Les rendements obligataires ont connu une forte hausse vendredi après que le président américain Donald Trump a suggéré qu'il préférait garder son principal conseiller économique, Kevin Hassett, dans son rôle actuel à la Maison Blanche, plutôt que de le nommer à la tête de la Réserve fédérale. Ce changement d'attentes a conduit les analystes de Wall Street à croire que Kevin Warsh, un ancien gouverneur de la Fed perçu comme plus faucon, a désormais une voie plus claire pour succéder à Jerome Powell à la présidence.

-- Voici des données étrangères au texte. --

//! Core panel state machine

use embedded_hal::delay::DelayNs;
use embedded_hal::digital::OutputPin;
use log::{debug, info, warn};

use crate::command::*;
use crate::config::{Config, Geometry, Orientation, ResetLevel};
use crate::error::{Error, MAX_PAGES};
use crate::interface::DisplayInterface;
use crate::panel::Panel;
use crate::protocol::Protocol;
use crate::remap::{DEST_PAGES, RemapBuffer, SOURCE_COLUMNS};
use crate::transform::{
    AxisState, Gap, LogicalRect, PAGE_HEIGHT, PhysicalWindow, to_physical,
};

/// Time the reset line is held active
const RESET_PULSE_MS: u32 = 10;

/// Settling time after reset is released before the controller accepts commands
const RESET_SETTLE_MS: u32 = 120;

/// Settling time after display on
const POWER_ON_SETTLE_MS: u32 = 10;

/// One page row of cleared RAM
const ZERO_PAGE: [u8; 256] = [0; 256];

/// Driver for one ST75256 panel
///
/// Holds the orientation, mirror and gap state and implements [`Panel`].
///
/// ## Type Parameters
///
/// * `I` - Command channel implementing [`DisplayInterface`]
/// * `RST` - Reset line; use [`NoResetPin`](crate::NoResetPin) with `None`
/// * `D` - Delay provider for the reset and power-on timings
pub struct Display<I, RST, D>
where
    I: DisplayInterface,
{
    protocol: Protocol<I>,
    reset_pin: Option<RST>,
    delay: D,
    config: Config,
    axes: AxisState,
    gap: Gap,
    /// Last scan direction code sent
    scan_direction: u8,
    is_display_on: bool,
    scratch: RemapBuffer,
}

impl<I, RST, D> Display<I, RST, D>
where
    I: DisplayInterface,
    RST: OutputPin,
    D: DelayNs,
{
    /// Create a new driver
    ///
    /// No transport or GPIO activity happens here. Portrait orientation starts
    /// with swapped axes.
    pub fn new(interface: I, reset_pin: Option<RST>, delay: D, config: Config) -> Self {
        let swap_axes = config.orientation == Orientation::Portrait;
        let geometry = config.geometry();
        debug!(
            "new st75256 panel, {}x{}",
            geometry.width, geometry.height
        );
        Self {
            protocol: Protocol::new(interface),
            reset_pin,
            delay,
            config,
            axes: AxisState {
                swap_axes,
                y_mirror: false,
            },
            gap: Gap::default(),
            scan_direction: scan_direction(swap_axes, false, false),
            is_display_on: false,
            scratch: RemapBuffer::new(),
        }
    }

    /// Tear down the driver and hand back the channel, reset pin and delay
    pub fn destroy(self) -> (I, Option<RST>, D) {
        debug!("del st75256 panel");
        (self.protocol.into_inner(), self.reset_pin, self.delay)
    }

    /// Physical panel size
    pub fn geometry(&self) -> Geometry {
        self.config.geometry()
    }

    /// Current swap and mirror state
    pub fn axis_state(&self) -> AxisState {
        self.axes
    }

    /// Current viewport offset
    pub fn gap(&self) -> Gap {
        self.gap
    }

    /// Last scan direction code sent, or the configured base before any
    pub fn scan_direction(&self) -> u8 {
        self.scan_direction
    }

    pub fn is_display_on(&self) -> bool {
        self.is_display_on
    }

    /// Access the configuration
    pub fn config(&self) -> &Config {
        &self.config
    }

    fn set_scan_direction(&mut self, code: u8) -> Result<(), Error<I>> {
        self.protocol.enter_set(CommandSet::One)?;
        self.protocol.send(SCAN_DIRECTION, &[code])?;
        self.scan_direction = code;
        Ok(())
    }

    /// Zero all 21 pages of display RAM
    fn clear_ram(&mut self) -> Result<(), Error<I>> {
        self.protocol.enter_set(CommandSet::One)?;
        self.protocol.send(SET_COLUMN_RANGE, &[0x00, 0xFF])?;
        self.protocol.send(SET_PAGE_RANGE, &[0x00, MAX_PAGES - 1])?;
        self.protocol.send(WRITE_RAM, &[])?;
        for _ in 0..MAX_PAGES {
            self.protocol.stream(&ZERO_PAGE)?;
        }
        Ok(())
    }
}

impl<I, RST, D> Panel for Display<I, RST, D>
where
    I: DisplayInterface,
    RST: OutputPin,
    D: DelayNs,
{
    type Error = Error<I>;

    fn reset(&mut self) -> Result<(), Error<I>> {
        let Some(pin) = self.reset_pin.as_mut() else {
            return Ok(());
        };
        let level = self.config.reset_active_level;

        drive_reset(pin, level, true);
        self.delay.delay_ms(RESET_PULSE_MS);
        drive_reset(pin, level, false);
        self.delay.delay_ms(RESET_SETTLE_MS);

        info!("st75256 reset done");
        Ok(())
    }

    fn init(&mut self) -> Result<(), Error<I>> {
        info!("initializing st75256");
        let p = &mut self.protocol;

        p.enter_set(CommandSet::One)?;
        p.send(DISPLAY_OFF, &[])?;
        self.is_display_on = false;
        p.send(POWER_SAVE_OFF, &[])?;
        p.send(DATA_MSB_FIRST, &[])?;

        p.enter_set(CommandSet::Two)?;
        p.send(DISABLE_AUTO_READ, &[AUTO_READ_DISABLED])?;
        p.send(ANALOG_CIRCUIT, &self.config.analog_circuit)?;
        p.send(SET_GRAYSCALE_TABLE, &GRAYSCALE_TABLE)?;

        p.enter_set(CommandSet::One)?;
        p.send(SET_CONTRAST, &self.config.contrast)?;
        p.send(POWER_CONTROL, &[self.config.power_control])?;
        p.send(DISPLAY_CONTROL, &self.config.display_control)?;
        p.send(DISPLAY_MODE, &[DISPLAY_MODE_MONOCHROME])?;
        p.send(INVERT_OFF, &[])?;

        self.clear_ram()?;

        info!("st75256 initialized, display off");
        Ok(())
    }

    fn draw(&mut self, rect: LogicalRect, pixels: &[u8]) -> Result<(), Error<I>> {
        debug!(
            "draw bitmap: input rect = ({}, {}) -> ({}, {})",
            rect.x_start, rect.y_start, rect.x_end, rect.y_end
        );

        let window = to_physical(rect, self.axes, self.gap)?;

        if !self.axes.swap_axes {
            let required = window.byte_count();
            let data = pixels.get(..required).ok_or(Error::BufferTooSmall {
                required,
                provided: pixels.len(),
            })?;
            select_window(&mut self.protocol, &window)?;
            return self.protocol.send(WRITE_RAM, data);
        }

        let required = swapped_source_len(rect);
        if pixels.len() < required {
            return Err(Error::BufferTooSmall {
                required,
                provided: pixels.len(),
            });
        }
        let scratch = self.scratch.remap(pixels);
        select_window(&mut self.protocol, &window)?;
        write_swapped(&mut self.protocol, scratch, rect, &window)
    }

    fn invert(&mut self, on: bool) -> Result<(), Error<I>> {
        self.protocol.enter_set(CommandSet::One)?;
        self.protocol
            .send(if on { INVERT_ON } else { INVERT_OFF }, &[])
    }

    fn mirror(&mut self, mirror_x: bool, mirror_y: bool) -> Result<(), Error<I>> {
        let code = scan_direction(self.axes.swap_axes, mirror_x, mirror_y);
        self.axes.y_mirror = mirror_y;

        // Bit order follows the Y mirror so each page byte stays top-down
        let bit_order = if mirror_y {
            DATA_MSB_FIRST
        } else {
            DATA_LSB_FIRST
        };
        self.protocol.enter_set(CommandSet::One)?;
        self.protocol.send(bit_order, &[])?;

        self.set_scan_direction(code)
    }

    fn swap_xy(&mut self, swap: bool) -> Result<(), Error<I>> {
        self.axes.swap_axes = swap;
        // Mirror bits are not carried over
        self.set_scan_direction(scan_direction(swap, false, false))
    }

    fn set_gap(&mut self, x: i32, y: i32) {
        self.gap = Gap { x, y };
    }

    fn power(&mut self, on: bool) -> Result<(), Error<I>> {
        self.protocol.enter_set(CommandSet::One)?;
        self.protocol
            .send(if on { DISPLAY_ON } else { DISPLAY_OFF }, &[])?;
        self.is_display_on = on;
        if on {
            self.delay.delay_ms(POWER_ON_SETTLE_MS);
        }
        Ok(())
    }
}

/// Assert or release the reset line; pin failures are logged, not returned
fn drive_reset<RST: OutputPin>(pin: &mut RST, level: ResetLevel, asserted: bool) {
    let high = match level {
        ResetLevel::High => asserted,
        ResetLevel::Low => !asserted,
    };
    let result = if high { pin.set_high() } else { pin.set_low() };
    if result.is_err() {
        warn!("reset line did not switch (asserted={asserted})");
    }
}

/// Source bytes a swapped draw of `rect` reads: every page up to its last row
fn swapped_source_len(rect: LogicalRect) -> usize {
    let rows = rect.y_end.clamp(0, 256) as usize;
    rows.div_ceil(PAGE_HEIGHT as usize) * SOURCE_COLUMNS
}

fn select_window<I: DisplayInterface>(
    protocol: &mut Protocol<I>,
    window: &PhysicalWindow,
) -> Result<(), Error<I>> {
    protocol.enter_set(CommandSet::One)?;
    protocol.send(SET_COLUMN_RANGE, &[window.column_start, window.column_end])?;
    protocol.send(SET_PAGE_RANGE, &[window.page_start, window.page_end])
}

/// Send the remapped bytes that belong to `window`
///
/// Window column `c` carries logical row `rect.y_start + (c - column_start)`,
/// and its pages start at the logical page holding `rect.x_start`. Pages the
/// scratch does not cover go out as zero.
fn write_swapped<I: DisplayInterface>(
    protocol: &mut Protocol<I>,
    scratch: &[u8],
    rect: LogicalRect,
    window: &PhysicalWindow,
) -> Result<(), Error<I>> {
    let first_row = rect.y_start;
    let first_page = rect.x_start.div_euclid(PAGE_HEIGHT);
    let columns = window.columns();
    let pages = window.pages();

    // Whole scratch columns are contiguous
    if first_page == 0 && pages == DEST_PAGES {
        let run = usize::try_from(first_row)
            .ok()
            .and_then(|row| row.checked_mul(DEST_PAGES))
            .and_then(|start| scratch.get(start..)?.get(..columns * DEST_PAGES));
        if let Some(run) = run {
            return protocol.send(WRITE_RAM, run);
        }
    }

    protocol.send(WRITE_RAM, &[])?;
    let mut column = [0u8; MAX_PAGES as usize];
    for offset in 0..columns as i32 {
        let row = first_row.saturating_add(offset);
        for (index, byte) in column[..pages].iter_mut().enumerate() {
            *byte = scratch_byte(scratch, row, first_page.saturating_add(index as i32));
        }
        protocol.stream(&column[..pages])?;
    }
    Ok(())
}

fn scratch_byte(scratch: &[u8], row: i32, page: i32) -> u8 {
    let (Ok(row), Ok(page)) = (usize::try_from(row), usize::try_from(page)) else {
        return 0;
    };
    if page >= DEST_PAGES {
        return 0;
    }
    row.checked_mul(DEST_PAGES)
        .and_then(|base| scratch.get(base + page))
        .copied()
        .unwrap_or(0)
}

Les commentaires de Trump, faits lors d'un événement à la Maison Blanche où il a publiquement reconnu la présence de Hassett, ont injecté de l'incertitude dans la recherche en cours d'un nouveau président de la Fed, une position d'une immense influence dans le paysage financier mondial. "En fait, je veux vous garder là où vous êtes, si vous voulez savoir la vérité", a déclaré Trump à Hassett, qui est directeur du Conseil économique national. "Je veux juste vous remercier, vous avez été fantastique à la télévision l'autre jour."
Ces remarques, bien qu'elles ne constituent pas une annonce formelle, ont considérablement modifié la dynamique perçue du processus de sélection. Hassett était largement considéré comme un candidat de premier plan, en raison de sa relation existante avec Trump et de ses services depuis le premier mandat de Trump. Le mois dernier, Trump lui-même avait identifié Hassett comme un potentiel président de la Fed.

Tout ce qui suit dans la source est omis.